Simulation Clones

TADS 3 and Proteus provide several ways to “copy” an object. Each of these methods returns an object that that in some way incorporates the essence of the original, but each method has important differences.

 

·      createInstance() returns an instance of an object. The superclass of the instance is the original object, and the instance has the same property references as the original.

·      createClone() returns a “shallow” copy of an object, having the same superclasses as the original (but the original is not a superclass of the copy), and the same property references.
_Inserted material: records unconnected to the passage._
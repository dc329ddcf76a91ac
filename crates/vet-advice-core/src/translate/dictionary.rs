//! Veterinary term dictionaries used by the translator.

use crate::models::Language;

/// One term in all three languages.
#[derive(Debug, Clone, Copy, PartialEq, Eq)]
pub struct Term {
    pub en: &'static str,
    pub lv: &'static str,
    pub ru: &'static str,
}

impl Term {
    pub fn get(&self, language: Language) -> &'static str {
        match language {
            Language::En => self.en,
            Language::Lv => self.lv,
            Language::Ru => self.ru,
        }
    }
}

const fn term(en: &'static str, lv: &'static str, ru: &'static str) -> Term {
    Term { en, lv, ru }
}

pub const CONDITIONS: &[Term] = &[
    term("dermatitis", "dermatīts", "дерматит"),
    term("allergies", "alerģijas", "аллергии"),
    term("parasites", "parazīti", "паразиты"),
    term("gastroenteritis", "gastroenterīts", "гастроэнтерит"),
    term("pneumonia", "pneimonija", "пневмония"),
    term("urinary tract infection", "urīnceļu infekcija", "инфекция мочевыводящих путей"),
    term("kidney disease", "nieru slimība", "заболевание почек"),
    term("heart failure", "sirds mazspēja", "сердечная недостаточность"),
    term("diabetes", "diabēts", "диабет"),
    term("arthritis", "artrīts", "артрит"),
    term("cancer", "vēzis", "рак"),
    term("infection", "infekcija", "инфекция"),
];

pub const SYMPTOMS: &[Term] = &[
    term("hair loss", "matu izkrišana", "выпадение шерсти"),
    term("vomiting", "vemšana", "рвота"),
    term("diarrhea", "caureja", "диарея"),
    term("difficulty breathing", "elpošanas grūtības", "затрудненное дыхание"),
    term("frequent urination", "biežas urināšanas", "частое мочеиспускание"),
    term("lethargy", "letarģija", "вялость"),
    term("itching", "nieze", "зуд"),
    term("coughing", "klepus", "кашель"),
    term("loss of appetite", "apetītes zudums", "потеря аппетита"),
    term("fever", "drudzis", "лихорадка"),
    term("pain", "sāpes", "боль"),
    term("swelling", "pietūkums", "отек"),
    term("bleeding", "asiņošana", "кровотечение"),
];

pub const TREATMENTS: &[Term] = &[
    term("antibiotics", "antibiotikas", "антибиотики"),
    term("pain management", "sāpju pārvaldība", "обезболивание"),
    term("dietary changes", "uztura izmaiņas", "изменения в питании"),
    term("surgery", "ķirurģija", "хирургия"),
    term("medication", "medikamenti", "лекарства"),
    term("vaccination", "vakcinācija", "вакцинация"),
    term("therapy", "terapija", "терапия"),
    term("rest", "atpūta", "покой"),
    term("hydration", "hidratācija", "гидратация"),
];

pub const ANATOMY: &[Term] = &[
    term("eye", "acs", "глаз"),
    term("ear", "ausis", "ухо"),
    term("nose", "deguns", "нос"),
    term("mouth", "mute", "рот"),
    term("tooth", "zobs", "зуб"),
    term("skin", "āda", "кожа"),
    term("fur", "spalva", "шерсть"),
    term("paw", "ķepa", "лапа"),
    term("tail", "aste", "хвост"),
    term("stomach", "kuņģis", "желудок"),
    term("kidney", "niere", "почка"),
    term("liver", "aknas", "печень"),
    term("heart", "sirds", "сердце"),
    term("lung", "plaušas", "легкое"),
];

pub const PHRASES: &[Term] = &[
    term("my pet has", "manam mājdzīvniekam ir", "у моего питомца"),
    term("symptoms include", "simptomi ietver", "симптомы включают"),
    term("treatment options", "ārstēšanas iespējas", "варианты лечения"),
    term("consult veterinarian", "konsultējieties ar veterinārārstu", "обратитесь к ветеринару"),
    term("emergency care", "neatliekamā palīdzība", "неотложная помощь"),
    term("preventive care", "profilaktiskā aprūpe", "профилактический уход"),
    term("side effects", "blakusparādības", "побочные эффекты"),
    term("dosage", "deva", "дозировка"),
];

/// Extra vocabulary applied for `TranslationContext::Medical`.
pub const MEDICAL_CONTEXT: &[Term] = &[
    term("diagnosis", "diagnoze", "диагноз"),
    term("prognosis", "prognoze", "прогноз"),
    term("chronic", "hronisks", "хронический"),
    term("acute", "akūts", "острый"),
    term("severe", "smags", "тяжелый"),
    term("mild", "viegls", "легкий"),
    term("moderate", "vidējs", "умеренный"),
];

/// Intensity modifiers applied for `TranslationContext::Symptoms`.
pub const SYMPTOMS_CONTEXT: &[Term] = &[
    term("very", "ļoti", "очень"),
    term("extremely", "ārkārtīgi", "крайне"),
    term("slightly", "nedaudz", "слегка"),
    term("occasionally", "dažreiz", "иногда"),
    term("frequently", "bieži", "часто"),
    term("constantly", "pastāvīgi", "постоянно"),
];

/// Dosing phrases applied for `TranslationContext::Treatments`.
pub const TREATMENTS_CONTEXT: &[Term] = &[
    term("twice daily", "2 reizes dienā", "два раза в день"),
    term("three times daily", "3 reizes dienā", "три раза в день"),
    term("as needed", "pēc nepieciešamības", "по мере необходимости"),
    term("with food", "ar ēdienu", "с едой"),
    term("on empty stomach", "tukšā dūšā", "натощак"),
    term("topical application", "lokāla lietošana", "местное применение"),
];

/// Dictionaries applied to every translation, in order.
pub const BASE_DICTIONARIES: &[&[Term]] = &[CONDITIONS, SYMPTOMS, TREATMENTS, ANATOMY, PHRASES];

/// Dictionaries whose terms count as medical vocabulary for confidence scoring.
pub const MEDICAL_DICTIONARIES: &[&[Term]] = &[CONDITIONS, SYMPTOMS, TREATMENTS, ANATOMY];

/// Number of terms in the medical dictionaries.
pub fn medical_terms_count() -> usize {
    MEDICAL_DICTIONARIES.iter().map(|d| d.len()).sum()
}
fn references_medicine(reference: &str, medicine_id: &str) -> bool {
    medicine_id == reference
        || medicine_id
            .strip_prefix(reference)
            .is_some_and(|rest| rest.starts_with('-'))
}

#[cfg(test)]
mod tests {
    use super::*;
    use crate::models::{Language, Urgency};

    fn open_memory() -> KnowledgeBase<MemoryStore> {
        KnowledgeBase::open(MemoryStore::new()).unwrap()
    }

    fn new_knowledge(confidence: f64) -> NewKnowledge {
        NewKnowledge {
            symptoms: vec!["sneezing".into()],
            conditions: vec!["feline herpesvirus".into()],
            treatments: vec!["supportive care".into()],
            medicine_ids: vec!["lysine".into()],
            species: vec![PetSpecies::Cat],
            urgency: Urgency::Low,
            confidence,
            sources: vec!["owner-report".into()],
        }
    }

    #[test]
    fn test_open_seeds_once() {
        let kb = open_memory();
        assert_eq!(kb.records().unwrap().len(), 5);

        // Re-opening a populated store does not duplicate seeds
        let kb = KnowledgeBase::open(kb.into_store()).unwrap();
        assert_eq!(kb.records().unwrap().len(), 5);
    }

    #[test]
    fn test_search_by_symptom_and_species() {
        let kb = open_memory();

        let results = kb.search("my dog is vomiting", Some(PetSpecies::Dog)).unwrap();
        assert_eq!(results.len(), 1);
        assert_eq!(results[0].id, "digestive-issues");

        // Digestive record does not apply to birds
        assert!(kb.search("vomiting", Some(PetSpecies::Bird)).unwrap().is_empty());
    }

    #[test]
    fn test_search_sorted_by_confidence() {
        let kb = open_memory();
        // "infection" is contained in conditions of three records
        let results = kb.search("infection", None).unwrap();
        assert!(results.len() >= 3);
        for pair in results.windows(2) {
            assert!(pair[0].confidence >= pair[1].confidence);
        }
        assert_eq!(results[0].id, "skin-issues-dogs");
    }

    #[test]
    fn test_search_is_case_insensitive_and_multilingual() {
        let kb = open_memory();
        let results = kb.search("RASH", Some(PetSpecies::Cat)).unwrap();
        assert_eq!(results[0].id, "skin-issues-dogs");

        let results = kb.search("Зуд", Some(PetSpecies::Cat)).unwrap();
        assert_eq!(results[0].id, "skin-issues-dogs");
    }

    #[test]
    fn test_update_confidence_clamps_and_reorders() {
        let mut kb = open_memory();

        assert_eq!(
            kb.update_confidence("respiratory-emergency", Feedback::Helpful).unwrap(),
            Some(1.0)
        );

        let mut last = 0.0;
        for _ in 0..20 {
            last = kb
                .update_confidence("bird-respiratory", Feedback::NotHelpful)
                .unwrap()
                .unwrap();
        }
        assert!((last - 0.1).abs() < 1e-9);

        assert_eq!(kb.update_confidence("missing", Feedback::Helpful).unwrap(), None);
    }

    #[test]
    fn test_add_knowledge_is_searchable() {
        let mut kb = open_memory();
        let record = kb.add_knowledge(new_knowledge(0.6)).unwrap();
        assert!(record.id.starts_with("learned-"));

        let results = kb.search("sneezing", Some(PetSpecies::Cat)).unwrap();
        assert_eq!(results.len(), 1);
        assert_eq!(results[0].id, record.id);
    }

    #[test]
    fn test_add_knowledge_rejects_invalid() {
        let mut kb = open_memory();

        let mut no_species = new_knowledge(0.5);
        no_species.species.clear();
        assert!(matches!(
            kb.add_knowledge(no_species),
            Err(KnowledgeError::InvalidRecord(_))
        ));

        let mut no_terms = new_knowledge(0.5);
        no_terms.symptoms.clear();
        no_terms.conditions.clear();
        assert!(kb.add_knowledge(no_terms).is_err());
    }

    #[test]
    fn test_add_knowledge_rejects_non_finite_confidence() {
        let mut memory = open_memory();
        let mut sqlite = KnowledgeBase::open(crate::db::Database::open_in_memory().unwrap()).unwrap();

        for confidence in [f64::NAN, f64::INFINITY, f64::NEG_INFINITY] {
            assert!(matches!(
                memory.add_knowledge(new_knowledge(confidence)),
                Err(KnowledgeError::InvalidRecord(_))
            ));
            assert!(matches!(
                sqlite.add_knowledge(new_knowledge(confidence)),
                Err(KnowledgeError::InvalidRecord(_))
            ));
        }

        // Nothing was stored, so searches and insights stay well-formed
        for kb_records in [memory.records().unwrap(), sqlite.records().unwrap()] {
            assert_eq!(kb_records.len(), 5);
        }
        assert!(memory.search("sneezing", None).unwrap().is_empty());
        assert!(memory.insights().unwrap().average_confidence.is_finite());
        assert!(sqlite.insights().unwrap().average_confidence.is_finite());
    }

    #[test]
    fn test_update_confidence_on_database() {
        let mut kb = KnowledgeBase::open(crate::db::Database::open_in_memory().unwrap()).unwrap();

        let next = kb
            .update_confidence("digestive-issues", Feedback::NotHelpful)
            .unwrap()
            .unwrap();
        assert!((next - 0.75).abs() < 1e-9);

        let stored = kb.get("digestive-issues").unwrap().unwrap();
        assert!((stored.confidence - 0.75).abs() < 1e-9);
        assert_eq!(kb.update_confidence("missing", Feedback::Helpful).unwrap(), None);
    }

    #[test]
    fn test_learning_insights() {
        let mut kb = open_memory();
        for text in ["Dog vomiting", "dog vomiting ", "cat itching"] {
            let query = UserQuery::new(text.into(), Language::En, PetSpecies::Dog, "r".into());
            kb.learn_from_query(&query).unwrap();
        }

        let insights = kb.insights().unwrap();
        assert_eq!(insights.total_queries, 3);
        assert_eq!(insights.knowledge_base_size, 5);
        assert_eq!(insights.most_common_queries[0], ("dog vomiting".to_string(), 2));
        let expected = (0.9 + 0.85 + 1.0 + 0.9 + 0.8) / 5.0;
        assert!((insights.average_confidence - expected).abs() < 1e-9);
    }

    #[test]
    fn test_query_feedback() {
        let mut kb = open_memory();
        let query = UserQuery::new("q".into(), Language::Lv, PetSpecies::Cat, "r".into());
        kb.learn_from_query(&query).unwrap();

        let updated = kb.set_query_feedback(&query.id, Feedback::Helpful).unwrap().unwrap();
        assert_eq!(updated.feedback, Some(Feedback::Helpful));
        assert!(kb.set_query_feedback("missing", Feedback::Helpful).unwrap().is_none());
    }

    #[test]
    fn test_effective_medicines() {
        let kb = open_memory();
        let catalog = MedicineCatalog::bundled().unwrap();

        let medicines = kb
            .effective_medicines("gastro", PetSpecies::Dog, &catalog)
            .unwrap();
        let ids: Vec<&str> = medicines.iter().map(|m| m.id.as_str()).collect();
        assert!(ids.contains(&"omeprazole"));
        assert!(ids.contains(&"probiotics-paste"));

        // Omeprazole is not labelled for rabbits
        let medicines = kb
            .effective_medicines("gastroenteritis", PetSpecies::Rabbit, &catalog)
            .unwrap();
        assert!(medicines.iter().all(|m| m.is_for(PetSpecies::Rabbit)));
        assert!(!medicines.iter().any(|m| m.id == "omeprazole"));
    }

    #[test]
    fn test_effective_medicines_resolves_prefix_ids() {
        let kb = open_memory();
        let catalog = MedicineCatalog::bundled().unwrap();

        // bird-respiratory references "probiotics" and "vitamin-a"; neither is a
        // catalog id and no bird-labelled entry extends them
        let medicines = kb
            .effective_medicines("aspergillosis", PetSpecies::Bird, &catalog)
            .unwrap();
        assert!(medicines.is_empty());

        assert!(references_medicine("probiotics", "probiotics-paste"));
        assert!(!references_medicine("probiotics", "probioticsx"));
        assert!(references_medicine("omeprazole", "omeprazole"));
    }

    #[test]
    fn test_database_store_persists_confidence() {
        let dir = tempfile::tempdir().unwrap();
        let path = dir.path().join("kb.db");

        {
            let db = crate::db::Database::open(&path).unwrap();
            let mut kb = KnowledgeBase::open(db).unwrap();
            kb.update_confidence("bird-respiratory", Feedback::Helpful).unwrap();
        }

        let db = crate::db::Database::open(&path).unwrap();
        let kb = KnowledgeBase::open(db).unwrap();
        assert_eq!(kb.records().unwrap().len(), 5);
        let record = kb.get("bird-respiratory").unwrap().unwrap();
        assert!((record.confidence - 0.9).abs() < 1e-9);
    }
}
·      simClone() returns a “deeper” copy of an object, having the same superclasses as the original, but with simulated objects for certain property references based on class.

 

Now suppose we have a game puzzle that involves dropping objects into a “simulation” or “cloning” machine. Objects are placed on a tray and scanned. A “duplicate” of the object then materializes inside a comparment.

 

Simple? The following explains why SimClone is an author’s best choice for some kinds of situations.

 

The Problem with Using TADS Instances as Object Copies

The problem is this. Since an instance is derived from the original, any changes made to the original are reflected in the copy. Not a very stable copy. Complex objects are especially unstable. If Arnold dies, so does his “clone”, unless it overrides his state attributes.

 

Why Shallow Cloning Isn’t Always Enough

TADS 3 provides a shallow cloning method, createClone(). According to the t3obj.htm, the method “creates a new object that is an identical copy of this object.  The new object will have the same superclasses as the original, and the identical set of properties defined in the original.”

 

This means that the clone refers to all of the same objects as the original, which is not always desirable.

 

For example, suppose we have a tray with a bottle of milk on it.

 

tray: Surface 'tray' 'tray' @me;

+Container 'glass bottle' 'glass bottle';

++Food 'milk' 'milk';

 

A “shallow” clone of the tray can be produced by:

 

       cl = tray.createClone();

 

Creating a clone of the tray using createClone() produces a new tray object, but the cloned tray references the same bottle of milk as the original. The bottle of milk, therefore, exists in two places at once!

 

What we were really after was a clone of the tray that also simulated the bottle of milk. This is where SimClone comes in.

 

Creating a Simulation Clone

In order to accomplish this kind of simulated cloning we have to employ object-oriented “deep” cloning techniques involving creating a method on object classes so that they handle the specifics of their own cloning. Each class that requires special cloning must provide a simClone() method to handle the desired cloning and reference resolution.

 

Since the tray example above is quite common, requiring specialized handling of the containment relationship, SimClone provides deep cloning for TadsObject and Thing classes that copies content objects and maintains a valid containment relationship between the cloned objects and their locations.

 

Now we can create a simulation clone of the tray and all of its contents. In other words create a new tray, and on that new tray a new glass bottle, and in that new glass bottle, new milk.

 

To do this we execute the simClone() method on tray:

 

       local cl = tray.simClone();

 

What is produced is a dynamically-created object that will look something like the following in the TADS 3 Workbench Local Variables View:

 

Expression

Value

-cl

obj#1d59 (Surface)

 |-location

me

 |-contents

[obj#1d57 (Container)]

    |-[1]

obj#1d57 (Container)

       |-location

obj#1d59 (Surface)

       |-contents  

[obj#1d55 (Food)]

         |-[1]

obj#1d55 (Food)

         |-location

obj#1d59 (Surface)

         |-contents

[]

 

Tray, bottle of milk, and milk are each cloned. The containment relationships between the cloned milk, cloned bottle, and cloned tray paralleling that of the milk, bottle of milk, and tray. You can take the bottle off the original tray and smash it if you wish, or put it on the cloned tray. The two objects are independent of one another.

 

Both the tray and the cloned tray have the same location.